Imagine that we are in charge of a hospital and we have this novel test that we have to use and can detect covid19 in a matter of minutes, the test works as follow:

If the person has covid it will detect it 90% of the time
If the person does not have it it will also detect that 80% of the time

And with those you can easily calculate the complementaries. We can also write it in other terms:

P(POSITIVE | COVID) = 0.9
P(NEGATIVE | COVID) = 0.1

P(POSITIVE | ¬COVID) = 0.2
P(NEGATIVE | ¬COVID) = 0.8

And from our statistical data we assume that if we pick a random person on our town only 1 out of 10 have covid, SO

P(COVID) = 0.1
P(¬COVID) = 0.9

So using that we can generate a table and calculate some probabilities:

If we want to know the probability we have that if we pick a random person on the street, this person will have covid and will be detected as positive we can just multiply the general probability of having covid by the probability of having a positive test given that he or she has covid.
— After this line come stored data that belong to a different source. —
impl<R: EventRecord> EventConstraintGuard<R> {
    /// Wrap a record using the default limits.
    pub fn new(record: R) -> Self {
        Self::from_parts(record, EventLimits::default(), GuardMetrics::new())
    }

    /// Wrap a record with a custom combined entry ceiling.
    pub fn with_max_attributes_and_metrics(record: R, max: usize) -> Self {
        Self::from_parts(record, EventLimits::with_max_entries(max), GuardMetrics::new())
    }

    /// Create a builder for a guard around `record`.
    pub fn builder(record: R) -> EventConstraintGuardBuilder<R> {
        EventConstraintGuardBuilder {
            record,
            limits: EventLimits::default(),
            metrics: None,
        }
    }

    fn from_parts(record: R, limits: EventLimits, metrics: GuardMetrics) -> Self {
        Self {
            state: Mutex::new(GuardState {
                record,
                current_count: 0,
            }),
            limits,
            metrics,
        }
    }

    /// Add a string attribute.
    ///
    /// No-op when either input is `None`, when the attribute already exists,
    /// or when the event is full. Oversized keys and values are clipped.
    pub fn add_attribute<'k, 'v>(
        &self,
        key: impl Into<Option<&'k str>>,
        value: impl Into<Option<&'v str>>,
    ) -> AddOutcome {
        let (key, value) = match (key.into(), value.into()) {
            (Some(key), Some(value)) => (key, value),
            _ => {
                self.metrics.record_invalid_input();
                return AddOutcome::InvalidInput;
            }
        };

        let mut state = self.lock();
        let result = panic::catch_unwind(AssertUnwindSafe(|| {
            self.try_add_attribute(&mut state, key, value)
        }));
        self.settle(EntryKind::Attribute, result)
    }

    /// Add a numeric metric.
    ///
    /// Same contract as [`add_attribute`](Self::add_attribute), but only the
    /// key is length-limited and duplicates are checked against the metrics.
    /// NaN and infinite values are rejected as invalid input, since they
    /// cannot survive a JSON round trip.
    pub fn add_metric<'k>(
        &self,
        key: impl Into<Option<&'k str>>,
        value: impl Into<Option<f64>>,
    ) -> AddOutcome {
        let (key, value) = match (key.into(), value.into()) {
            (Some(key), Some(value)) if value.is_finite() => (key, value),
            _ => {
                self.metrics.record_invalid_input();
                return AddOutcome::InvalidInput;
            }
        };

        let mut state = self.lock();
        let result =
            panic::catch_unwind(AssertUnwindSafe(|| self.try_add_metric(&mut state, key, value)));
        self.settle(EntryKind::Metric, result)
    }

    /// Chainable form of [`add_attribute`](Self::add_attribute).
    pub fn with_attribute<'k, 'v>(
        self,
        key: impl Into<Option<&'k str>>,
        value: impl Into<Option<&'v str>>,
    ) -> Self {
        self.add_attribute(key, value);
        self
    }

    /// Chainable form of [`add_metric`](Self::add_metric).
    pub fn with_metric<'k>(
        self,
        key: impl Into<Option<&'k str>>,
        value: impl Into<Option<f64>>,
    ) -> Self {
        self.add_metric(key, value);
        self
    }

    fn try_add_attribute(
        &self,
        state: &mut GuardState<R>,
        key: &str,
        value: &str,
    ) -> Result<AddOutcome, GuardError> {
        if state.record.has_attribute(key) {
            return Ok(AddOutcome::Duplicate);
        }
        if state.current_count >= self.limits.max_entries {
            return Ok(AddOutcome::CapacityExceeded);
        }

        let clipped_key = truncate_chars(key, self.limits.max_key_length);
        let stored_key = clipped_key.unwrap_or(key);
        // Two long keys can share a prefix; the clipped key must be new too.
        if clipped_key.is_some() && state.record.has_attribute(stored_key) {
            return Ok(AddOutcome::Duplicate);
        }
        let clipped_value = truncate_chars(value, self.limits.max_value_length);
        let stored_value = clipped_value.unwrap_or(value);

        if clipped_key.is_some() {
            warn!(
                event_type = state.record.event_type(),
                key = stored_key,
                max_length = self.limits.max_key_length,
                "attribute key truncated"
            );
        }
        if clipped_value.is_some() {
            warn!(
                event_type = state.record.event_type(),
                key = stored_key,
                max_length = self.limits.max_value_length,
                "attribute value truncated"
            );
        }

        state
            .record
            .put_attribute(stored_key.to_owned(), stored_value.to_owned())
            .map_err(|source| GuardError::Record {
                operation: EntryKind::Attribute.operation(),
                source,
            })?;
        state.current_count += 1;

        Ok(AddOutcome::Added {
            truncated: clipped_key.is_some() || clipped_value.is_some(),
        })
    }

    fn try_add_metric(
        &self,
        state: &mut GuardState<R>,
        key: &str,
        value: f64,
    ) -> Result<AddOutcome, GuardError> {
        if state.record.has_metric(key) {
            return Ok(AddOutcome::Duplicate);
        }
        if state.current_count >= self.limits.max_entries {
            return Ok(AddOutcome::CapacityExceeded);
        }

        let clipped_key = truncate_chars(key, self.limits.max_key_length);
        let stored_key = clipped_key.unwrap_or(key);
        if clipped_key.is_some() {
            if state.record.has_metric(stored_key) {
                return Ok(AddOutcome::Duplicate);
            }
            warn!(
                event_type = state.record.event_type(),
                key = stored_key,
                max_length = self.limits.max_key_length,
                "metric key truncated"
            );
        }

        state
            .record
            .put_metric(stored_key.to_owned(), value)
            .map_err(|source| GuardError::Record {
                operation: EntryKind::Metric.operation(),
                source,
            })?;
        state.current_count += 1;

        Ok(AddOutcome::Added {
            truncated: clipped_key.is_some(),
        })
    }

    /// Collapse the result of a guarded write into an outcome, logging and
    /// counting along the way.
    fn settle(
        &self,
        kind: EntryKind,
        result: std::thread::Result<Result<AddOutcome, GuardError>>,
    ) -> AddOutcome {
        let outcome = match result {
            Ok(Ok(outcome)) => outcome,
            Ok(Err(e)) => self.fail(e),
            Err(_) => self.fail(GuardError::Panicked {
                operation: kind.operation(),
            }),
        };

        match outcome {
            AddOutcome::Added { truncated } => {
                match kind {
                    EntryKind::Attribute => self.metrics.record_attribute_added(),
                    EntryKind::Metric => self.metrics.record_metric_added(),
                }
                if truncated {
                    self.metrics.record_truncation();
                }
            }
            AddOutcome::Duplicate => {
                debug!(operation = kind.operation(), "duplicate key ignored");
                self.metrics.record_duplicate();
            }
            AddOutcome::CapacityExceeded => {
                debug!(
                    operation = kind.operation(),
                    max_entries = self.limits.max_entries,
                    "event full, entry dropped"
                );
                self.metrics.record_capacity_drop();
            }
            // Counted where they are detected
            AddOutcome::InvalidInput | AddOutcome::Failed => {}
        }

        outcome
    }

    fn fail(&self, e: GuardError) -> AddOutcome {
        error!(operation = e.operation(), error = %e, "event constraint operation failed");
        self.metrics.record_failure();
        AddOutcome::Failed
    }

    /// Run a read-only query against the record, treating a panic as `fallback`.
    fn query<T>(&self, operation: &'static str, fallback: T, f: impl FnOnce(&R) -> T) -> T {
        let state = self.lock();
        match panic::catch_unwind(AssertUnwindSafe(|| f(&state.record))) {
            Ok(value) => value,
            Err(_) => {
                self.fail(GuardError::Panicked { operation });
                fallback
            }
        }
    }

    fn lock(&self) -> MutexGuard<'_, GuardState<R>> {
        // Record panics are caught while the lock is held; the counter is
        // only bumped after a successful write, so the state is never torn.
        self.state.lock().unwrap_or_else(PoisonError::into_inner)
    }

    /// Check whether an attribute exists. Failures report `false`.
    pub fn has_attribute(&self, key: &str) -> bool {
        self.query("has_attribute", false, |record| record.has_attribute(key))
    }

    /// Check whether a metric exists. Failures report `false`.
    pub fn has_metric(&self, key: &str) -> bool {
        self.query("has_metric", false, |record| record.has_metric(key))
    }

    /// Look up an attribute value.
    pub fn attribute(&self, key: &str) -> Option<String> {
        self.lock().record.attribute(key).map(str::to_owned)
    }

    /// Look up a metric value.
    pub fn metric(&self, key: &str) -> Option<f64> {
        self.lock().record.metric(key)
    }

    /// Copy of all attributes.
    pub fn all_attributes(&self) -> HashMap<String, String> {
        self.lock().record.all_attributes()
    }

    /// Copy of all metrics.
    pub fn all_metrics(&self) -> HashMap<String, f64> {
        self.lock().record.all_metrics()
    }

    /// The event type of the wrapped record.
    pub fn event_type(&self) -> String {
        self.lock().record.event_type().to_owned()
    }

    /// The event id of the wrapped record.
    pub fn event_id(&self) -> String {
        self.lock().record.event_id().to_owned()
    }

    /// When the event was recorded, in epoch milliseconds.
    pub fn timestamp(&self) -> u64 {
        self.lock().record.timestamp()
    }

    /// Client identifier of the wrapped record.
    pub fn unique_id(&self) -> Option<String> {
        self.lock().record.unique_id().map(str::to_owned)
    }

    /// Copy of the session metadata.
    pub fn session(&self) -> EventSession {
        self.lock().record.session().clone()
    }

    /// Identifier of the event's session.
    pub fn session_id(&self) -> String {
        self.lock().record.session().id.clone()
    }

    /// When the session started, in epoch milliseconds.
    pub fn session_start(&self) -> u64 {
        self.lock().record.session().start_timestamp
    }

    /// When the session stopped, if it has.
    pub fn session_stop(&self) -> Option<u64> {
        self.lock().record.session().stop_timestamp
    }

    /// Session length in milliseconds, or `None` while it is open.
    pub fn session_duration(&self) -> Option<u64> {
        self.lock().record.session().duration()
    }

    /// Serialize the wrapped record.
    pub fn to_json(&self) -> Result<String, RecordError> {
        self.lock().record.to_json()
    }

    /// Number of entries accepted so far.
    pub fn current_count(&self) -> usize {
        self.lock().current_count
    }

    /// Configured ceiling on combined entries.
    pub fn max_entries(&self) -> usize {
        self.limits.max_entries
    }

    /// How many more entries the event accepts.
    pub fn remaining_capacity(&self) -> usize {
        self.limits.max_entries.saturating_sub(self.current_count())
    }

    /// Limits enforced by this guard.
    pub fn limits(&self) -> &EventLimits {
        &self.limits
    }

    /// Metrics tracker for this guard.
    pub fn metrics(&self) -> &GuardMetrics {
        &self.metrics
    }

    /// Finalize the event and hand back the wrapped record.
    pub fn into_inner(self) -> R {
        self.state
            .into_inner()
            .unwrap_or_else(PoisonError::into_inner)
            .record
    }
}
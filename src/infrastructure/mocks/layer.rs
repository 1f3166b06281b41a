//! Mock tracing layer for testing.

use std::collections::BTreeMap;
use std::fmt;
use std::sync::{Arc, Mutex};
use tracing::field::{Field, Visit};
use tracing::Level;
use tracing_subscriber::Layer;

/// Mock layer that captures events for testing.
///
/// Used to assert on the diagnostics the guard emits (truncation warnings,
/// swallowed failures).
#[derive(Clone)]
pub struct MockCaptureLayer {
    captured: Arc<Mutex<Vec<CapturedEvent>>>,
}

/// Captured event information.
#[derive(Debug, Clone)]
#[non_exhaustive]
pub struct CapturedEvent {
    pub level: Level,
    pub message: String,
    /// Structured fields other than `message`, formatted as strings
    pub fields: BTreeMap<String, String>,
}

impl MockCaptureLayer {
    /// Create a new mock capture layer.
    pub fn new() -> Self {
        Self {
            captured: Arc::new(Mutex::new(Vec::new())),
        }
    }

    /// Get all captured events.
    pub fn get_captured(&self) -> Vec<CapturedEvent> {
        self.captured
            .lock()
            .expect(
                "MockCaptureLayer mutex poisoned - a test thread panicked while holding the lock",
            )
            .clone()
    }

    /// Get the captured events at a given level.
    pub fn at_level(&self, level: Level) -> Vec<CapturedEvent> {
        self.get_captured()
            .into_iter()
            .filter(|e| e.level == level)
            .collect()
    }

    /// Get the count of captured events.
    pub fn count(&self) -> usize {
        self.captured
            .lock()
            .expect(
                "MockCaptureLayer mutex poisoned - a test thread panicked while holding the lock",
            )
            .len()
    }

    /// Clear all captured events.
    pub fn clear(&self) {
        self.captured
            .lock()
            .expect(
                "MockCaptureLayer mutex poisoned - a test thread panicked while holding the lock",
            )
            .clear();
    }
}

impl Default for MockCaptureLayer {
    fn default() -> Self {
        Self::new()
    }
}

impl<S> Layer<S> for MockCaptureLayer
where
    S: tracing::Subscriber,
{
    fn on_event(
        &self,
        event: &tracing::Event<'_>,
        _ctx: tracing_subscriber::layer::Context<'_, S>,
    ) {
        let mut visitor = EventVisitor::default();
        event.record(&mut visitor);

        self.captured
            .lock()
            .expect(
                "MockCaptureLayer mutex poisoned - a test thread panicked while holding the lock",
            )
            .push(CapturedEvent {
                level: *event.metadata().level(),
                message: visitor.message,
                fields: visitor.fields,
            });
    }
}

#[derive(Default)]
struct EventVisitor {
    message: String,
    fields: BTreeMap<String, String>,
}

impl Visit for EventVisitor {
    fn record_u64(&mut self, field: &Field, value: u64) {
        self.fields
            .insert(field.name().to_string(), value.to_string());
    }

    fn record_str(&mut self, field: &Field, value: &str) {
        if field.name() == "message" {
            self.message = value.to_string();
        } else {
            self.fields
                .insert(field.name().to_string(), value.to_string());
        }
    }

    fn record_debug(&mut self, field: &Field, value: &dyn fmt::Debug) {
        if field.name() == "message" {
            self.message = format!("{:?}", value);
        } else {
            self.fields
                .insert(field.name().to_string(), format!("{:?}", value));
        }
    }
}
We can even build a table.

COVID	TEST	P()
Y	POS	0.09
Y	NEG	0.02
N	POS	0.18
N	NEG	0.72

Note that all of those add to one and we can even calculate probabilities such as: what is the probability that if we pick a random person on the street he or she will do positive on a test, no matter if he or she has the virus o not?

We just need to add the probability of doing POS having the virus and doing POS not having it, that is 0.009 + 0.18 = 0.27 very intuitive!

Moar coins

Yes... more of them. So if we have two identical coins and we flip one, and then the other the probabilities for the second throw to be a tail won't depend on the first throw at all, as all of them will have the same probability and we will pick one or the other. But let's say one of the coins is loaded so the probability of getting a head after throwing it is 0.9, the other is just a regular coin. We put them both on a box and we ask someone to pick one of them and throw it we assume that 50% of the time the person will pick one 50% will pick the other, the probabilities of getting a tail will change here as firstly the person will have to pick a coin and DEPENDING on the coin he or she picks the probabilities of getting head will be diferent!

Again we can get the probability of getting a tail after picking the non loaded coin by doing 0.5 (picking the coin) * 0.5 (and getting tail) and after that we can build the table like this:

PICK COIN	FLIP COIN
1	H	0.25
1	T	0.25
2	H	0.45
2	T	0.05

The methodology is the same. You can think about more complex things such as, starting by the coin picking game and then doing multiple throws or using fake coins that have a head on both sides, the logic is the same.

See you next with some more probabiliy with bayes theorem :)

More about probability: Binomial distributions

Artik Blue — Tue, 14 Apr 2020 12:42:18 +0000

Let's go back to our previous coin throwing example!

Let's suppose that we flip a regular coin two times. How many times will we get two heads or two tails?

Exactly two! Good easy

Now let's flip it five times. How many outcomes do have the same number of heads than tails? Weeell... it will be zero, as five is an even number, you see sometimes we can know the result easily without having to do a lot of math behind.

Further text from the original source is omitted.